Terrazzo (2019) is an experimentation of how visual strategies affect our perception – exploring the visibility and our gaze of the migrant houses. It is the first iteration in a series of work on viewing devices by Dr Mirjana Lozanovska, as part of her ongoing artistic research. This was followed by a second iteration in Terrazzo-Doge (2019), and third in Venetian Blinds (postponed to 2021 due to COVID). The evolution of these works expanded the diversity of engagement and audience, firstly to the architectural professional community beyond the local gallery public, secondly to the Venice Art Biennale as curatorial devices engaging artists, and third as solo exhibition and exchange of the gaze between Venice Architecture Biennale and the Venetian blinds of migrant housing.
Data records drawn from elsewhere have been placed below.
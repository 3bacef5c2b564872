//! vaultdex record index
//!
//! This crate keeps the records of a vault in memory and up to date. It
//! owns the per-document record partitions, restores unchanged documents
//! from a persisted cache at startup, memoizes queries per revision and
//! tells subscribers when the index changed.
//!
//! # Architecture
//!
//! ```text
//! change event → rescan document → replace partition → bump revision
//!              → debounced cache write → throttled change notice
//! ```
//!
//! Timers never read the wall clock on their own: the host calls
//! [`Index::poll`] and may sleep until [`Index::next_deadline`].
//!
//! # Example
//!
//! ```rust
//! use vaultdex_core::{FilterRule, Operator};
//! use vaultdex_index::{Index, IndexOptions, MemoryVault};
//!
//! let vault = MemoryVault::new();
//! vault.insert("inbox.md", "- [ ] Call the bank\n- [x] Pay rent\n");
//!
//! let mut index = Index::new(vault, IndexOptions::default());
//! index.warm_start().unwrap();
//!
//! let open = index.query_items(&[FilterRule::new("status", Operator::Eq, "open")], &[]);
//! assert_eq!(open.len(), 1);
//! assert_eq!(open[0].title, "Call the bank");
//! ```

#![warn(missing_debug_implementations)]

pub mod cache;
pub mod memo;
pub mod metrics;
pub mod notifier;
pub mod revision;
pub mod store;
pub mod timer;
pub mod vault;

pub use cache::{CacheError, CacheFile, DocumentCacheEntry, SCHEMA_VERSION};
pub use memo::{MemoStats, QueryMemo};
pub use metrics::{PerfEntry, PerfLog, PerfLogError, ScanSnapshot};
pub use notifier::{ChangeNotice, ChangeNotifier, Listener, SubscriptionId};
pub use revision::Revision;
pub use store::{Index, IndexOptions, MutationError, PollOutcome, WarmStartReport};
pub use timer::{Clock, ManualClock, SystemClock, Timer};
pub use vault::{DocumentSource, FsVault, MemoryVault, VaultError};
pub use vaultdex_types::{DocEvent, DocPath};
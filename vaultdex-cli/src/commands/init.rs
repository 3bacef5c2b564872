//! Init command implementation.

use anyhow::{Context, Result};
use std::fs;
use std::path::Path;

const DEFAULT_CONFIG: &str = include_str!("../../../vaultdex.yml.example");

/// Initialize a new vaultdex project
pub fn init_project(path: Option<&Path>) -> Result<()> {
    let root = path.unwrap_or_else(|| Path::new("."));
    fs::create_dir_all(root).with_context(|| format!("Failed to create {:?}", root))?;

    write_config(root)?;
    scaffold_vault(root)?;

    println!("✓ vaultdex initialized in {:?}", root);
    println!("  - Edit vaultdex.yml to point at your notes");
    println!("  - Run `vaultdex scan` to build the index");
    Ok(())
}

fn write_config(root: &Path) -> Result<()> {
    let config_path = root.join("vaultdex.yml");
    if config_path.exists() {
        println!("vaultdex.yml already exists at {:?}", config_path);
        return Ok(());
    }

    fs::write(&config_path, DEFAULT_CONFIG)
        .with_context(|| format!("Failed to write {:?}", config_path))?;
    println!("Created {:?}", config_path);
    Ok(())
}

fn scaffold_vault(root: &Path) -> Result<()> {
    let vault_root = root.join("vault");
    fs::create_dir_all(&vault_root).with_context(|| format!("Failed to create {:?}", vault_root))?;

    // Starter document
    let sample = vault_root.join("inbox.md");
    if !sample.exists() {
        fs::write(&sample, sample_document())?;
        println!("Created {:?}", sample);
    }

    Ok(())
}

fn sample_document() -> &'static str {
    r#"# Inbox #triage

- [ ] Read the vaultdex README 📅 2025-01-10
- [ ] Water the plants 🔁 every 3 days 📅 2025-01-08
- [x] Install vaultdex ✅ 2025-01-01

```record
category:: journal
date:: 2025-01-01
First entry of the year.
```
"#
}
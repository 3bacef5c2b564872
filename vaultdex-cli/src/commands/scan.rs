//! Scan command implementation.

use anyhow::Result;
use std::path::Path;

use crate::context::{load_config, open_index, persist};

/// Warm-start the index and write the cache
pub fn scan_vault(config_path: &Path, json: bool) -> Result<()> {
    let config = load_config(config_path)?;
    let (mut index, report) = open_index(&config)?;
    persist(&mut index);

    if json {
        println!("{}", serde_json::to_string_pretty(&report)?);
    } else {
        println!(
            "Indexed {} record(s) from {} document(s)",
            report.items,
            index.document_count()
        );
        println!(
            "  restored: {}  scanned: {}  removed: {}  failed: {}",
            report.restored, report.scanned, report.removed, report.failed
        );
    }
    Ok(())
}
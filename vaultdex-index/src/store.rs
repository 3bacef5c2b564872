//! The record index
//!
//! [`Index`] owns every record of a vault, partitioned by document. Documents
//! are always re-derived from their text: a change event rescans the whole
//! document and replaces its partition, and mutations rewrite the text and
//! then rescan. Each change bumps the [`Revision`], which invalidates the
//! query memo, schedules a debounced cache write and fires a throttled change
//! notification.

use chrono::{NaiveDate, NaiveTime};
use serde::Serialize;
use std::collections::{BTreeMap, HashSet};
use std::path::PathBuf;
use std::sync::Arc;
use std::time::{Duration, Instant};
use thiserror::Error;
use vaultdex_core::parser::task_status;
use vaultdex_core::query::run_query;
use vaultdex_core::recurrence::{mark_done, set_time_fields};
use vaultdex_core::{
    BlocksConfig, Completion, Config, DocumentInput, DocumentScanner, FilterRule, Placement,
    Record, SortRule, TaskStatus, TimeUpdate,
};
use vaultdex_types::{DocEvent, DocPath, DocStat};

use crate::cache::{CacheError, CacheFile, DocumentCacheEntry};
use crate::memo::{MemoStats, QueryMemo};
use crate::metrics::{PerfEntry, PerfLog, ScanMetrics, ScanSnapshot};
use crate::notifier::{ChangeNotifier, Listener, SubscriptionId};
use crate::revision::Revision;
use crate::timer::{Clock, SystemClock, Timer};
use crate::vault::{DocumentSource, VaultError};

/// Errors surfaced by mutation entry points
///
/// The document is never written when one of these is returned.
#[derive(Error, Debug)]
pub enum MutationError {
    /// No record with this id is indexed
    #[error("Unknown record: {0}")]
    UnknownRecord(String),

    /// The record or its current line is not a task
    #[error("Record {0} is not a task")]
    NotATask(String),

    /// The task is already done or cancelled
    #[error("Task {0} is not open")]
    NotOpenTask(String),

    /// The document no longer has the record's line
    #[error("Line {line} is out of range for {path}")]
    LineOutOfRange {
        /// Owning document
        path: DocPath,
        /// 1-based line the record points at
        line: usize,
    },

    /// Reading or writing the document failed
    #[error(transparent)]
    Vault(#[from] VaultError),
}
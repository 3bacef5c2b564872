//! Record model for indexed tasks and blocks.

use serde::{Deserialize, Serialize};
use std::collections::{BTreeMap, BTreeSet};
use std::fmt;

/// Kind of record
#[derive(Debug, Clone, Copy, PartialEq, Eq, Hash, Serialize, Deserialize)]
#[serde(rename_all = "lowercase")]
pub enum RecordKind {
    Task,
    Block,
}

impl RecordKind {
    pub fn as_str(&self) -> &'static str {
        match self {
            RecordKind::Task => "task",
            RecordKind::Block => "block",
        }
    }
}

/// Checkbox state of a task
#[derive(Debug, Clone, Copy, PartialEq, Eq, Hash, Serialize, Deserialize)]
#[serde(rename_all = "lowercase")]
pub enum TaskStatus {
    Open,
    Done,
    Cancelled,
}

impl TaskStatus {
    /// Classify a checkbox glyph (the character between the brackets)
    pub fn from_glyph(glyph: char) -> Option<Self> {
        match glyph {
            ' ' => Some(TaskStatus::Open),
            'x' | 'X' => Some(TaskStatus::Done),
            '-' => Some(TaskStatus::Cancelled),
            _ => None,
        }
    }

    pub fn from_name(name: &str) -> Option<Self> {
        match name {
            "open" => Some(TaskStatus::Open),
            "done" => Some(TaskStatus::Done),
            "cancelled" => Some(TaskStatus::Cancelled),
            _ => None,
        }
    }

    pub fn as_str(&self) -> &'static str {
        match self {
            TaskStatus::Open => "open",
            TaskStatus::Done => "done",
            TaskStatus::Cancelled => "cancelled",
        }
    }
}

/// Task priority, highest first
#[derive(Debug, Clone, Copy, PartialEq, Eq, Hash, PartialOrd, Ord, Serialize, Deserialize)]
#[serde(rename_all = "lowercase")]
pub enum Priority {
    Highest,
    High,
    Medium,
    Low,
    Lowest,
}

impl Priority {
    pub fn as_str(&self) -> &'static str {
        match self {
            Priority::Highest => "highest",
            Priority::High => "high",
            Priority::Medium => "medium",
            Priority::Low => "low",
            Priority::Lowest => "lowest",
        }
    }

    /// Numeric rank, 1 for highest
    pub fn rank(&self) -> u8 {
        match self {
            Priority::Highest => 1,
            Priority::High => 2,
            Priority::Medium => 3,
            Priority::Low => 4,
            Priority::Lowest => 5,
        }
    }
}

/// Value of an unrecognized `key::value` pair
#[derive(Debug, Clone, PartialEq, Serialize, Deserialize)]
#[serde(untagged)]
pub enum ExtraValue {
    Bool(bool),
    Number(f64),
    Text(String),
}

impl ExtraValue {
    /// Coerce raw text: numbers become numbers, `true`/`false` become booleans
    pub fn coerce(raw: &str) -> Self {
        let trimmed = raw.trim();
        if trimmed.eq_ignore_ascii_case("true") {
            return ExtraValue::Bool(true);
        }
        if trimmed.eq_ignore_ascii_case("false") {
            return ExtraValue::Bool(false);
        }
        if looks_numeric(trimmed) {
            if let Ok(number) = trimmed.parse::<f64>() {
                if number.is_finite() {
                    return ExtraValue::Number(number);
                }
            }
        }
        ExtraValue::Text(trimmed.to_string())
    }
}

impl fmt::Display for ExtraValue {
    fn fmt(&self, f: &mut fmt::Formatter<'_>) -> fmt::Result {
        match self {
            ExtraValue::Bool(b) => write!(f, "{b}"),
            ExtraValue::Number(n) => write!(f, "{}", format_number(*n)),
            ExtraValue::Text(s) => f.write_str(s),
        }
    }
}

// Rejects forms f64::from_str accepts but that read as words ("inf", "NaN").
fn looks_numeric(s: &str) -> bool {
    let digits = s.strip_prefix(['-', '+']).unwrap_or(s);
    !digits.is_empty()
        && digits.chars().any(|c| c.is_ascii_digit())
        && digits.chars().all(|c| c.is_ascii_digit() || c == '.')
}

/// Render a number without a trailing `.0` for integral values
pub fn format_number(n: f64) -> String {
    if n.fract() == 0.0 && n.abs() < 1e15 {
        format!("{}", n as i64)
    } else {
        n.to_string()
    }
}

/// Dates attached to a task through marker glyphs
#[derive(Debug, Clone, PartialEq, Eq, Default, Serialize, Deserialize)]
#[serde(rename_all = "camelCase")]
pub struct MarkerDates {
    #[serde(default, skip_serializing_if = "Option::is_none")]
    pub created: Option<String>,
    #[serde(default, skip_serializing_if = "Option::is_none")]
    pub scheduled: Option<String>,
    #[serde(default, skip_serializing_if = "Option::is_none")]
    pub start: Option<String>,
    #[serde(default, skip_serializing_if = "Option::is_none")]
    pub due: Option<String>,
    #[serde(default, skip_serializing_if = "Option::is_none")]
    pub done: Option<String>,
    #[serde(default, skip_serializing_if = "Option::is_none")]
    pub cancelled: Option<String>,
}

impl MarkerDates {
    /// Pick the date used for chronological ordering of a task
    pub fn primary(&self, status: TaskStatus) -> Option<String> {
        match status {
            TaskStatus::Done => self.done.clone(),
            TaskStatus::Cancelled => self.cancelled.clone(),
            TaskStatus::Open => self
                .due
                .as_ref()
                .or(self.scheduled.as_ref())
                .or(self.start.as_ref())
                .or(self.created.as_ref())
                .cloned(),
        }
    }
}

/// A parsed task or block
#[derive(Debug, Clone, PartialEq, Serialize, Deserialize)]
#[serde(rename_all = "camelCase")]
pub struct Record {
    /// `<path>:<line>`, unique within the index
    pub id: String,

    /// Vault-relative path of the owning document
    pub path: String,

    /// 1-based line of the task, or of the block-start delimiter
    pub line: usize,

    /// 1-based line of the block-end delimiter
    #[serde(default, skip_serializing_if = "Option::is_none")]
    pub end_line: Option<usize>,

    pub title: String,

    /// Raw task line, or block body text
    pub content: String,

    pub kind: RecordKind,

    /// Checkbox state name for tasks, free text for blocks
    #[serde(default, skip_serializing_if = "Option::is_none")]
    pub status: Option<String>,

    pub category: String,

    #[serde(default)]
    pub tags: BTreeSet<String>,

    /// Verbatim repeat phrase, or "none"
    pub recurrence_text: String,

    #[serde(default, skip_serializing_if = "Option::is_none")]
    pub primary_date: Option<String>,

    /// Document creation time (ms since epoch)
    pub created: i64,

    /// Document modification time (ms since epoch)
    pub modified: i64,

    /// Enclosing heading, tags stripped
    #[serde(default, skip_serializing_if = "Option::is_none")]
    pub header: Option<String>,

    #[serde(default, skip_serializing_if = "Option::is_none")]
    pub icon: Option<String>,

    #[serde(default, skip_serializing_if = "Option::is_none")]
    pub priority: Option<Priority>,

    #[serde(default)]
    pub dates: MarkerDates,

    #[serde(default)]
    pub extra: BTreeMap<String, ExtraValue>,
}

impl Record {
    pub fn record_id(path: &str, line: usize) -> String {
        format!("{path}:{line}")
    }

    /// Split a record id back into path and 1-based line
    pub fn parse_id(id: &str) -> Option<(&str, usize)> {
        let (path, line) = id.rsplit_once(':')?;
        let line = line.parse::<usize>().ok()?;
        if path.is_empty() || line == 0 {
            return None;
        }
        Some((path, line))
    }

    pub fn is_task(&self) -> bool {
        self.kind == RecordKind::Task
    }

    pub fn task_status(&self) -> Option<TaskStatus> {
        if !self.is_task() {
            return None;
        }
        self.status.as_deref().and_then(TaskStatus::from_name)
    }

    pub fn has_recurrence(&self) -> bool {
        self.recurrence_text != NO_RECURRENCE
    }
}

/// `recurrence_text` of a record without a repeat phrase
pub const NO_RECURRENCE: &str = "none";
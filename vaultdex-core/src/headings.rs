//! Heading lookup for markdown documents.

use pulldown_cmark::{Event, Options, Parser, Tag, TagEnd};
use vaultdex_types::Heading;

/// List the headings of a markdown document with their 0-based start lines
pub fn extract_headings(markdown: &str) -> Vec<Heading> {
    let line_starts: Vec<usize> = std::iter::once(0)
        .chain(markdown.match_indices('\n').map(|(i, _)| i + 1))
        .collect();
    let line_of = |offset: usize| match line_starts.binary_search(&offset) {
        Ok(line) => line,
        Err(next) => next.saturating_sub(1),
    };

    let mut options = Options::empty();
    options.insert(Options::ENABLE_TASKLISTS);
    options.insert(Options::ENABLE_STRIKETHROUGH);

    let mut headings = Vec::new();
    let mut current: Option<(usize, String)> = None;

    for (event, range) in Parser::new_ext(markdown, options).into_offset_iter() {
        match event {
            Event::Start(Tag::Heading { .. }) => {
                current = Some((line_of(range.start), String::new()));
            }
            Event::Text(text) | Event::Code(text) => {
                if let Some((_, ref mut title)) = current {
                    title.push_str(text.as_ref());
                }
            }
            Event::End(TagEnd::Heading(_)) => {
                if let Some((start_line, text)) = current.take() {
                    headings.push(Heading {
                        start_line,
                        text: text.trim().to_string(),
                    });
                }
            }
            _ => {}
        }
    }

    headings
}
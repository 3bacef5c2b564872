//! CLI command implementations.

pub mod init;
pub mod mutate;
pub mod query;
pub mod scan;
pub mod watch;

pub use init::init_project;
pub use mutate::{complete_task, set_task_time};
pub use query::{query_records, QueryOptions};
pub use scan::scan_vault;
pub use watch::watch_vault;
This work demonstrates Dr Lozanovska’s methods in non-traditional research, which activate intense experimentation and focus on the interval or pause which like the blank white page is latent with a non-knowledge. In Terrazzo, photographic documentation of migrant houses is deconstructed, disrupting their as-given visibility and pre-conceived judgement. Their 2-dimensional imagery is reconfigured into 3-dimensional and 4-dimensional geometric visual devices. The research question of vacant industrial architecture was explored as visual recalibration through numerous counter-representational methods. The geo-cultural displacement and in-placement within ‘ORO’ as well as the three Sensory Portals created immersive interiors that were digitally produced but corporeally performed by participants. This mediation between the digital, the visual, and the corporeal is at play in many of my works.